Qualquer observação que se faça sobre determinadas atuações de agentes políticos, empresariais, sindicais e sociais, por mais ponderada que seja, é encarada como afronta. A unilateralidade é a marca registrada. 

Durante a trajetória do Fórum da Cidadania, este jornalista comeu o pão que o diabo amassou a partir do momento em que, com base em fatos, passou a alertar sobre os riscos que a entidade corria. O consenso do Fórum incluia o engajamento compulsório da mídia. 

O pensamento único aplicado durante regime ditatorial é menos nocivo porque tem o carimbo da desconfiança. Num regime supostamente democrático, ganha a etiquetagem de verdade.

Vá lá que há questões que, como nos quartéis-generais, precisam ser mantidas em segredo. Tudo bem. Mas e a prestação de contas à comunidade? Quando nossas autoridades se dispuseram, em conjunto, a submeter-se à interlocução com jornalistas? Na Câmara Regional, então, nem se fale. Os encontros sempre se pautaram como algo parecido a um piquenique de engravatados onde sobram promessas e escasseiam realizações. 

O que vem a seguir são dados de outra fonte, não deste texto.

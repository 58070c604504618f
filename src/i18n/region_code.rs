pub struct RegionCode {
}

impl RegionCode {
    /// Country used whenever nothing better is known, e.g. when locale
    /// detection fails.
    pub fn fallback() -> &'static str {
        return Self::br();
    }

    pub fn br() -> &'static str {
        return "BR";
    }
}
/// Declares a [`CountryRecord`](crate::catalog::CountryRecord) in the
/// compiled-in table. Arguments follow the field order of the record:
/// code, name, dial code, flag, format, placeholder, max length.
macro_rules! country {
    ($code:literal, $name:literal, $dial_code:literal, $flag:literal,
     $format:literal, $placeholder:literal, $max_length:literal) => {
        $crate::catalog::CountryRecord::new(
            $code, $name, $dial_code, $flag, $format, $placeholder, $max_length,
        )
    };
}

pub(crate) use country;
// Copyright (C) 2025 The phonemask Authors
//
// Licensed under the Apache License, Version 2.0 (the "License");
// you may not use this file except in compliance with the License.
// You may obtain a copy of the License at
//
// http://www.apache.org/licenses/LICENSE-2.0
//
// Unless required by applicable law or agreed to in writing, software
// distributed under the License is distributed on an "AS IS" BASIS,
// WITHOUT WARRANTIES OR CONDITIONS OF ANY KIND, either express or implied.
// See the License for the specific language governing permissions and
// limitations under the License.

use std::borrow::Cow;

use super::helper_constants::{MAX_DIGITS_FOR_NATIONAL_INPUT, PLUS_CHAR};

/// Removes every character that is not an ASCII digit.
///
/// Borrows the input when it already consists of digits only, so running
/// the filter twice never allocates the second time.
pub fn digits_only(text: &str) -> Cow<'_, str> {
    if text.bytes().all(|b| b.is_ascii_digit()) {
        return Cow::Borrowed(text);
    }
    Cow::Owned(text.chars().filter(char::is_ascii_digit).collect())
}

/// Number of ASCII digits in `text`.
pub(crate) fn count_digits(text: &str) -> usize {
    text.bytes().filter(u8::is_ascii_digit).count()
}

/// Input is treated as international when it starts with a plus sign
/// (surrounding whitespace ignored) or when it has more digits than any
/// national number could.
pub(crate) fn looks_international(text: &str, digits: &str) -> bool {
    text.trim().starts_with(PLUS_CHAR) || digits.len() > MAX_DIGITS_FOR_NATIONAL_INPUT
}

Coletivas de imprensa para tratar de questões relevantes da região são miragens. Jamais se realizam. Quando, por exemplo, os sete prefeitos que comandam o Consórcio Intermunicipal vão marcar com antecedência um encontro com a mídia para relatar o desempenho da entidade e estarão preparados para indicações? E os dirigentes da Agência de Desenvolvimento Econômico? E os sete presidentes das associações comerciais? Os quatro dos Ciesps? E tantos outros? Quando, quando, quando? Ou se acham, todos eles, absolutamente intocáveis? 

Ainda outro dia este jornalista, a editora-chefe Malu Marcoccia e a repórter-editora Vera Guazzelli, de LivreMercado, tiveram ao vivo e em cores a prova do quanto nossos dirigentes políticos estão despreparados para interlocução qualificada. A entrevista que fizemos com o prefeito Luiz Tortorello, para produzir a Reportagem de Capa de março de LM, teve momentos de tensão.

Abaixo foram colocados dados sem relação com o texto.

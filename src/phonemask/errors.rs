// Copyright (C) 2025 The phonemask Authors
//
// Licensed under the Apache License, Version 2.0 (the "License");
// you may not use this file except in compliance with the License.
// You may obtain a copy of the License at
//
// http://www.apache.org/licenses/LICENSE-2.0
//
// Unless required by applicable law or agreed to in writing, software
// distributed under the License is distributed on an "AS IS" BASIS,
// WITHOUT WARRANTIES OR CONDITIONS OF ANY KIND, either express or implied.
// See the License for the specific language governing permissions and
// limitations under the License.

use thiserror::Error;

/// Reasons a list of country records is rejected as a catalog.
#[derive(Debug, Clone, PartialEq, Eq, Error)]
pub enum CatalogError {
    #[error("Catalog must contain at least one country")]
    Empty,
    #[error("Invalid country code '{0}': expected two ASCII letters")]
    InvalidCode(String),
    #[error("Country code '{0}' is listed more than once")]
    DuplicateCode(String),
    #[error("Invalid dial code '{dial_code}' for {code}: expected '+' and 1 to 4 digits")]
    InvalidDialCode { code: String, dial_code: String },
    #[error("Format of {code} has {slots} digit slots but max length is {max_length}")]
    TemplateLengthMismatch {
        code: String,
        slots: usize,
        max_length: usize,
    },
}

#[derive(Debug, Clone, PartialEq, Eq, Error)]
pub enum PhoneInputError {
    #[error("Default country '{0}' is not in the catalog")]
    UnknownDefaultCountry(String),
}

Sobremodo no primeiro dos três módulos, em que o encontro versou sobre a decadência econômica do Município, o prefeito Tortorello comportou-se em vários momentos como quem estivesse diante de abelhudos contumazes. Onde já se viu -- deve ter-se indagado o prefeito, do alto de sua autoridade -- esse cara vir até mim e contrapor aos meus dados econômicos vazios informações fundamentadas? Só isso justificaria a indelicadeza e a agressividade do dirigente público. 

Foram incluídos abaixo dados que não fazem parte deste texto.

//! sc_crypto — Secure Channel session core
//!
//! # Design principles
//! - NO custom primitives; X25519, HKDF, HMAC-SHA2 and XChaCha20-Poly1305
//!   come from audited crates. Only the protocol composition lives here.
//! - Zeroize all secret material on drop.
//! - Public APIs return opaque newtypes to prevent accidental misuse.
//! - Session state has a single owner; nothing is global.
//!
//! # Module layout
//! - `kdf`      — HKDF extract/expand + domain-separated protocol derivations
//! - `keys`     — X25519 public/secret keys and key pairs
//! - `prekeys`  — key bundles and the key-bundle provider collaborator
//! - `x3dh`     — X3DH-style asynchronous key agreement
//! - `ratchet`  — Double Ratchet session with DH steps and replay rejection
//! - `skipped`  — bounded skipped-key cache and consumed ratchet-key record
//! - `cipher`   — cipher boundary trait + XChaCha20-Poly1305 implementation
//! - `session`  — conversation façade tying the above together
//! - `config`   — ratchet tunables
//! - `error`    — unified error type

pub mod cipher;
pub mod config;
pub mod error;
pub mod kdf;
pub mod keys;
pub mod prekeys;
pub mod ratchet;
pub mod session;
pub mod skipped;
pub mod x3dh;

pub use cipher::{CipherBoundary, XChaChaCipher};
pub use config::RatchetConfig;
pub use error::CryptoError;
pub use keys::{KeyPair, PublicKey, SecretKey};
pub use prekeys::{KeyBundle, KeyBundleProvider, MemoryPrekeyStore};
pub use ratchet::{Header, RatchetSession, SessionState, SharedSession};
pub use session::Conversation;
pub use x3dh::HandshakePayload;
//! Statistical timing sweep for key comparison.
//!
//! Compares inputs that differ only in the first byte against inputs that
//! differ only in the last byte. An early-exit comparison would show a ratio
//! proportional to the input length; the data-independent one stays near 1.
//! Wall-clock noise on shared CI hosts is large, so the bound is loose and
//! the measured ratio is printed for inspection (`--nocapture`).

use std::{hint::black_box, time::Instant};

use sc_crypto::kdf::constant_time_eq;

const LEN: usize = 4096;
const ROUNDS: usize = 31;
const ITERATIONS: usize = 2_000;

fn median_nanos(a: &[u8], b: &[u8]) -> u128 {
    let mut samples: Vec<u128> = (0..ROUNDS)
        .map(|_| {
            let start = Instant::now();
            for _ in 0..ITERATIONS {
                black_box(constant_time_eq(black_box(a), black_box(b)));
            }
            start.elapsed().as_nanos()
        })
        .collect();
    samples.sort_unstable();
    samples[ROUNDS / 2].max(1)
}

#[test]
fn comparison_time_does_not_depend_on_mismatch_position() {
    let reference = vec![0x5Au8; LEN];
    let mut first = reference.clone();
    first[0] ^= 0x01;
    let mut last = reference.clone();
    last[LEN - 1] ^= 0x01;

    // warm-up
    median_nanos(&reference, &first);

    let early = median_nanos(&reference, &first);
    let late = median_nanos(&reference, &last);
    let ratio = late.max(early) as f64 / late.min(early) as f64;
    println!("constant_time_eq: first-byte {early} ns, last-byte {late} ns, ratio {ratio:.3}");

    assert!(ratio < 10.0, "mismatch position changes comparison time by {ratio:.1}x");
}

#[test]
fn sweep_reports_equal_inputs_as_equal() {
    let a = vec![7u8; LEN];
    assert!(constant_time_eq(&a, &a.clone()));
    assert!(!constant_time_eq(&a, &a[..LEN - 1]));
}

Gravações do encontro provam um destempero que não é exclusividade de Luiz Tortorello. Na verdade, a reação é generalizada entre quem se coloca no pedestal da glória efêmera do poder. E vale também para dirigentes empresariais e sindicais que, contaminados pelo mesmo vírus, adotam como regra não o confronto qualificado de informações, mas a via única de declarações geralmente enviesadas pelo corporativismo e interesses eleitorais. 

Recentemente, a Prefeitura de Santo André perdeu oportunidade de reunir a imprensa para esmiuçar a questão do IPTU tão controvertido e tão mal-entendido. Custaria chamar a mídia? Custaria reunir o secretário de Finanças, o prefeito e outros secretários eventualmente importantes na consolidação de informações sobre a Administração? Teria melhor maneira de acabar com os excessos que cercaram o movimento? É claro que não. 

Não foi por meio de uma entrevista coletiva que o prefeito Maurício Soares decidiu renunciar ao cargo? Talvez tenha faltado mais profundidade ao encontro, com a decisão sendo acompanhada por espécie de prestação de contas com direito a questionamentos, mas o básico foi feito. 

Por que o prefeito Luiz Tortorello não reúne seu staff econômico e chama a mídia para oferecer contraposições que visem, como pretendemos, a levar conhecimento aos interessados? Sim, porque até agora São Caetano não consegue responder à grande interrogação: qual vai ser o seu futuro econômico diante da decadência comprovada de indicadores produtivos? 

O comandante das forças norte-americanas no Iraque poderia ser requisitado, assim que a estupidez dessa gerra terminar, para dar um curso intensivo de relações com a mídia. A missão será menos desgastante para ele. E provavelmente estressante aos supostamente democratas regionais avessos a contraditórios.